* _Exercise brief_: Where the records below show the word "before" in a line, please copy that line.

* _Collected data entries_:
- - - - -

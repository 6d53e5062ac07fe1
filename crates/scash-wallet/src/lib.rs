//! # scash-wallet: single-address HD wallet engine for SCASH.
//!
//! Derives one P2WPKH key from a 12-word mnemonic, keeps it in a
//! password-encrypted record, plans and signs spends from caller-supplied
//! UTXOs, and tracks broadcast transactions until they confirm.
//!
//! # Modules
//!
//! - [`error`]: `WalletError` enum
//! - [`mnemonic`]: BIP-39 generation and parsing
//! - [`keys`]: BIP-32 derivation of the signing key at `m/84'/0'/0'/0/0`
//! - [`encryption`]: AES-256-GCM record encryption
//! - [`wallet_file`]: encrypted record and portable backup file
//! - [`fee`]: vsize fee estimate and platform fee schedule
//! - [`coin_selection`]: greedy in-order UTXO selection
//! - [`builder`]: transaction assembly and signing
//! - [`payload`]: data-anchoring message parsing
//! - [`history`]: explorer record classification
//! - [`pending`]: ledger of broadcast, unconfirmed transactions
//! - [`wallet`]: high-level wallet composition

pub mod builder;
pub mod coin_selection;
pub mod encryption;
pub mod error;
pub mod fee;
pub mod history;
pub mod keys;
pub mod mnemonic;
pub mod payload;
pub mod pending;
pub mod wallet;
pub mod wallet_file;

// Re-exports for convenient access
pub use builder::{FeeBudget, SignedTransaction, TransactionBuilder, UnsignedTransaction};
pub use coin_selection::{CoinSelection, CoinSelector};
pub use error::WalletError;
pub use fee::{FeeEstimate, FeeRate, estimate_fee, platform_fee};
pub use history::{classify, classify_all};
pub use keys::SigningKey;
pub use payload::{PayloadMessage, parse_payload_message};
pub use pending::{PendingLedger, PendingStatus, PendingTransaction};
pub use wallet::{SpendPlan, Wallet};
pub use wallet_file::{EncryptedWallet, WalletFile, WalletRecord, default_file_name};
use std::path::{Path, PathBuf};

use serde_json::Value;
use tracing::{error, info, warn};

use crate::batch::BatchQueue;
use crate::codec::Table;
use crate::config::{IngestConfig, WriteMode};
use crate::decompose::decompose;
use crate::errors::{IngestionError, Result, SerializationError};
use crate::schema::init_schema;
use crate::store::Store;
use crate::study::Study;
use crate::telemetry::IngestMetrics;

/// The ingestor drives one import run: decompose each study, route its rows
/// to the store, and drain whatever is still buffered at the end.
///
/// In batched mode the primary row of every study is written straight away
/// and only dependent rows are queued, so no dependent row can reach the
/// store before the row it references.
pub struct Ingestor<S: Store> {
    config: IngestConfig,
    queue: BatchQueue<S>,
    metrics: IngestMetrics,
}

impl<S: Store> Ingestor<S> {
    pub async fn new(config: IngestConfig, store: S) -> Result<Self> {
        config.validate()?;

        if config.run.init_schema {
            init_schema(&store).await?;
        }

        let queue =
            BatchQueue::with_limits(store, config.batch.max_queue_size, config.batch.chunk_size)?;
        info!(
            mode = ?config.batch.mode,
            max_queue_size = config.batch.max_queue_size,
            chunk_size = config.batch.chunk_size,
            "Ingestor ready"
        );

        Ok(Self {
            config,
            queue,
            metrics: IngestMetrics::default(),
        })
    }

    pub fn queue(&self) -> &BatchQueue<S> {
        &self.queue
    }

    /// Decomposes `study` and routes its rows; returns the number of rows
    /// produced.
    pub async fn ingest(&mut self, study: &Study) -> Result<usize> {
        self.metrics.total_records += 1;
        match self.route(study).await {
            Ok(rows) => {
                self.metrics.record_success(rows);
                self.metrics.absorb_queue_stats(self.queue.stats());
                Ok(rows)
            }
            Err(e) => {
                self.metrics.failed_records += 1;
                self.metrics.absorb_queue_stats(self.queue.stats());
                error!(nct_id = study.nct_id(), "Failed to ingest study: {}", e);
                Err(e)
            }
        }
    }

    async fn route(&mut self, study: &Study) -> Result<usize> {
        let decomposition = decompose(study);
        let count = decomposition.len();

        match self.config.batch.mode {
            WriteMode::Direct => {
                for (table, row) in decomposition.rows() {
                    self.queue.executor().upsert(*table, row).await?;
                    self.metrics.direct_writes += 1;
                }
            }
            WriteMode::Batched => {
                let (primary, dependents) = decomposition.into_parts();
                self.queue.executor().upsert(Table::PRIMARY, &primary).await?;
                self.metrics.direct_writes += 1;
                for (table, row) in dependents {
                    self.queue.add(table, row).await?;
                }
            }
        }
        Ok(count)
    }

    /// Ingests every study of a bulk export: either a top-level array of
    /// studies or an object holding them under `studies`.
    ///
    /// Stops at the first record that fails. That record is copied to the
    /// dead-letter directory, when one is configured, before the error is
    /// returned.
    pub async fn ingest_file(&mut self, path: impl AsRef<Path>) -> Result<usize> {
        let path = path.as_ref();
        let content = tokio::fs::read_to_string(path).await?;
        let records = export_records(path, serde_json::from_str(&content)?)?;
        info!(path = %path.display(), records = records.len(), "Ingesting export file");

        let mut ingested = 0;
        for (index, raw) in records.into_iter().enumerate() {
            let record = record_id(&raw, index);
            let result = match serde_json::from_value::<Study>(raw.clone()) {
                Ok(study) => self.ingest(&study).await,
                Err(source) => {
                    self.metrics.total_records += 1;
                    self.metrics.failed_records += 1;
                    warn!(record = %record, "Study failed validation: {}", source);
                    Err(IngestionError::Validation {
                        record: record.clone(),
                        source,
                    })
                }
            };

            if let Err(e) = result {
                self.dead_letter(&record, &raw).await;
                return Err(e);
            }
            ingested += 1;
        }

        info!(path = %path.display(), records = ingested, "Finished export file");
        Ok(ingested)
    }

    async fn dead_letter(&mut self, record: &str, raw: &Value) {
        let Some(dir) = self.config.run.dead_letter_dir.clone() else {
            return;
        };
        match write_dead_letter(&dir, record, raw).await {
            Ok(path) => {
                self.metrics.dead_lettered_records += 1;
                warn!(path = %path.display(), "Wrote record to dead-letter directory");
            }
            Err(e) => error!(record, "Could not write dead-letter record: {}", e),
        }
    }

    /// Flushes every queued row. Must be called once the run has submitted
    /// its last study.
    pub async fn shutdown(&mut self) -> Result<()> {
        info!("Shutting down ingestor, flushing remaining batches");
        let result = self.queue.flush_all().await;
        self.metrics.absorb_queue_stats(self.queue.stats());
        result?;
        info!(metrics = ?self.metrics, "Ingestion run complete");
        Ok(())
    }

    pub fn get_metrics(&self) -> &IngestMetrics {
        &self.metrics
    }
}

fn export_records(path: &Path, document: Value) -> Result<Vec<Value>> {
    match document {
        Value::Array(records) => Ok(records),
        Value::Object(mut object) => match object.remove("studies") {
            Some(Value::Array(records)) => Ok(records),
            _ => Err(SerializationError::ExportShape {
                path: path.display().to_string(),
                reason: "object has no `studies` array".to_string(),
            }
            .into()),
        },
        _ => Err(SerializationError::ExportShape {
            path: path.display().to_string(),
            reason: "expected an array of studies".to_string(),
        }
        .into()),
    }
}

/// The record's NCT id when it has one, its position in the file otherwise.
fn record_id(raw: &Value, index: usize) -> String {
    raw.pointer("/protocolSection/identificationModule/nctId")
        .and_then(Value::as_str)
        .filter(|id| !id.is_empty())
        .map(|id| {
            id.chars()
                .map(|c| if c.is_ascii_alphanumeric() || c == '-' || c == '_' { c } else { '_' })
                .collect()
        })
        .unwrap_or_else(|| index.to_string())
}

async fn write_dead_letter(dir: &Path, record: &str, raw: &Value) -> Result<PathBuf> {
    tokio::fs::create_dir_all(dir).await?;
    let path = dir.join(format!("{record}.json"));
    tokio::fs::write(&path, serde_json::to_vec_pretty(raw)?).await?;
    Ok(path)
}
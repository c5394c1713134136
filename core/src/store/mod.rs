pub mod memory;
pub mod postgres;

use crate::errors::StorageError;
use crate::upsert::UpsertStatement;
use crate::value::Row;

/// The relational store the engine writes to, seen through the narrowest
/// interface that still supports atomic chunk writes.
///
/// Implementations acquire a connection for the duration of one call and
/// release it afterwards; nothing is shared or pooled across calls.
#[allow(async_fn_in_trait)]
pub trait Store {
    /// Applies `statement` once per row inside a single transaction.
    ///
    /// Either every row of the chunk is applied or none is: on error the
    /// transaction is rolled back and the original error returned.
    async fn write_chunk(
        &self,
        statement: &UpsertStatement,
        rows: &[Row],
    ) -> Result<(), StorageError>;

    /// Runs schema statements in order inside one transaction.
    async fn reset_schema(&self, statements: &[String]) -> Result<(), StorageError>;
}
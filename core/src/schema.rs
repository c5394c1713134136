//! DDL for the destination tables.
//!
//! Column names mirror [`Table::columns`] one to one; the type of each column
//! matches the [`SqlValue`](crate::value::SqlValue) variant the decomposer
//! puts in that position.

use tracing::info;

use crate::codec::Table;
use crate::errors::Result;
use crate::store::Store;
use crate::upsert::{join_quoted, quote_ident};

type Layout = &'static [(&'static str, &'static str)];

const IDENTIFICATION: Layout = &[
    ("nct_id", "TEXT"),
    ("nct_id_alias", "TEXT[]"),
    ("num_nct_aliases", "INTEGER"),
    ("org_study_id", "TEXT"),
    ("org_study_id_type", "TEXT"),
    ("org_study_id_link", "TEXT"),
    ("num_secondary_ids", "INTEGER"),
    ("brief_title", "TEXT"),
    ("official_title", "TEXT"),
    ("acronym", "TEXT"),
    ("org_name", "TEXT"),
    ("org_class", "TEXT"),
    ("brief_summary", "TEXT"),
    ("detailed_description", "TEXT"),
    ("num_conditions", "INTEGER"),
];

const STATUS: Layout = &[
    ("nct_id", "TEXT"),
    ("status_verified_date", "DATE"),
    ("overall_status", "TEXT"),
    ("last_known_status", "TEXT"),
    ("why_stopped", "TEXT"),
    ("start_date", "DATE"),
    ("primary_completion_date", "DATE"),
    ("completion_date", "DATE"),
    ("study_first_submit_date", "DATE"),
    ("study_first_submit_qc_date", "DATE"),
    ("study_first_post_date", "DATE"),
    ("results_waived", "BOOLEAN"),
    ("results_first_submit_date", "DATE"),
    ("results_first_submit_qc_date", "DATE"),
    ("results_first_post_date", "DATE"),
    ("last_update_submit_date", "DATE"),
    ("last_update_post_date", "DATE"),
];

const CONDITIONS: Layout = &[("nct_id", "TEXT"), ("name", "TEXT")];

const COLLABORATORS: Layout = &[
    ("nct_id", "TEXT"),
    ("responsible_party_type", "TEXT"),
    ("investigator_name", "TEXT"),
    ("investigator_affiliation", "TEXT"),
    ("collaborator_name", "TEXT"),
    ("collaborator_class", "TEXT"),
    ("collaborator_type", "TEXT"),
];

const OVERSIGHT: Layout = &[
    ("nct_id", "TEXT"),
    ("oversight_has_dmc", "BOOLEAN"),
    ("is_fda_regulated_drug", "BOOLEAN"),
    ("is_fda_regulated_device", "BOOLEAN"),
    ("is_ppsd", "BOOLEAN"),
    ("is_us_export", "BOOLEAN"),
    ("is_unapproved_device", "BOOLEAN"),
    ("is_fda_violation", "BOOLEAN"),
];

const DESIGN: Layout = &[
    ("nct_id", "TEXT"),
    ("study_type", "TEXT"),
    ("expanded_access_individual", "BOOLEAN"),
    ("expanded_access_intermediate", "BOOLEAN"),
    ("expanded_access_treatment", "BOOLEAN"),
    ("patient_registry", "BOOLEAN"),
    ("num_phases", "INTEGER"),
    ("allocation", "TEXT"),
    ("intervention_model", "TEXT"),
    ("primary_purpose", "TEXT"),
    ("observational_model", "TEXT"),
    ("biospec_retention", "TEXT"),
    ("biospec_description", "TEXT"),
    ("enrollment_count", "INTEGER"),
];

const PHASES: Layout = &[("nct_id", "TEXT"), ("phase", "TEXT")];

const ELIGIBILITY: Layout = &[
    ("nct_id", "TEXT"),
    ("accepts_healthy_volunteers", "BOOLEAN"),
    ("gender", "TEXT"),
    ("gender_based", "BOOLEAN"),
    ("min_age", "TEXT"),
    ("max_age", "TEXT"),
    ("population_description", "TEXT"),
    ("sampling_method", "TEXT"),
];

const GROUPS: Layout = &[
    ("nct_id", "TEXT"),
    ("group_type", "TEXT"),
    ("group_description", "TEXT"),
    ("group_label", "TEXT"),
];

const INTERVENTIONS: Layout = &[
    ("nct_id", "TEXT"),
    ("intervention_type", "TEXT"),
    ("intervention_name", "TEXT"),
    ("intervention_description", "TEXT"),
    ("group_label", "TEXT"),
];

const OUTCOME: Layout = &[
    ("nct_id", "TEXT"),
    ("type", "TEXT"),
    ("measure", "TEXT"),
    ("description", "TEXT"),
    ("time_frame", "TEXT"),
];

const FACILITY: Layout = &[
    ("nct_id", "TEXT"),
    ("name", "TEXT"),
    ("status", "TEXT"),
    ("city", "TEXT"),
    ("state", "TEXT"),
    ("zip", "TEXT"),
    ("country", "TEXT"),
    ("contacts", "JSONB"),
];

const CONTACT: Layout = &[
    ("nct_id", "TEXT"),
    ("name", "TEXT"),
    ("role", "TEXT"),
    ("phone", "TEXT"),
    ("email", "TEXT"),
];

const OFFICIALS: Layout = &[
    ("nct_id", "TEXT"),
    ("name", "TEXT"),
    ("role", "TEXT"),
    ("affiliation", "TEXT"),
];

/// `(column, SQL type)` pairs for `table`, in column order.
pub fn column_types(table: Table) -> Layout {
    match table {
        Table::Identification => IDENTIFICATION,
        Table::Status => STATUS,
        Table::Conditions => CONDITIONS,
        Table::Collaborators => COLLABORATORS,
        Table::Oversight => OVERSIGHT,
        Table::Design => DESIGN,
        Table::Phases => PHASES,
        Table::Eligibility => ELIGIBILITY,
        Table::Groups => GROUPS,
        Table::Interventions => INTERVENTIONS,
        Table::Outcome => OUTCOME,
        Table::Facility => FACILITY,
        Table::Contact => CONTACT,
        Table::Officials => OFFICIALS,
    }
}

pub fn create_table_sql(table: Table) -> String {
    let mut definitions: Vec<String> = column_types(table)
        .iter()
        .map(|(column, sql_type)| {
            let constraint = if table == Table::PRIMARY && *column == "nct_id" {
                " PRIMARY KEY"
            } else if *column == "nct_id" {
                " NOT NULL"
            } else {
                ""
            };
            format!("{} {sql_type}{constraint}", quote_ident(column))
        })
        .collect();

    if table != Table::PRIMARY {
        definitions.push(format!(
            "FOREIGN KEY (\"nct_id\") REFERENCES {} (\"nct_id\") ON DELETE CASCADE",
            quote_ident(Table::PRIMARY.name())
        ));
    }
    definitions.push(format!(
        "CONSTRAINT {} UNIQUE NULLS NOT DISTINCT ({})",
        quote_ident(&format!("{}_conflict_key", table.name())),
        join_quoted(table.conflict_columns().iter().copied())
    ));

    format!(
        "CREATE TABLE {} (\n    {}\n)",
        quote_ident(table.name()),
        definitions.join(",\n    ")
    )
}

/// Drop statements (reverse dependency order) followed by create statements
/// (dependency order).
pub fn schema_statements() -> Vec<String> {
    let drops = Table::ALL
        .iter()
        .rev()
        .map(|table| format!("DROP TABLE IF EXISTS {} CASCADE", quote_ident(table.name())));
    let creates = Table::ALL.iter().map(|table| create_table_sql(*table));
    drops.chain(creates).collect()
}

/// Recreates every destination table from scratch. Existing rows are lost.
pub async fn init_schema<S: Store>(store: &S) -> Result<()> {
    let statements = schema_statements();
    store.reset_schema(&statements).await?;
    info!(tables = Table::ALL.len(), "Initialized schema");
    Ok(())
}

- - - - -

* _Your response_:
/// store before the row it references.
    /// dead-letter directory, when one is configured, before the error is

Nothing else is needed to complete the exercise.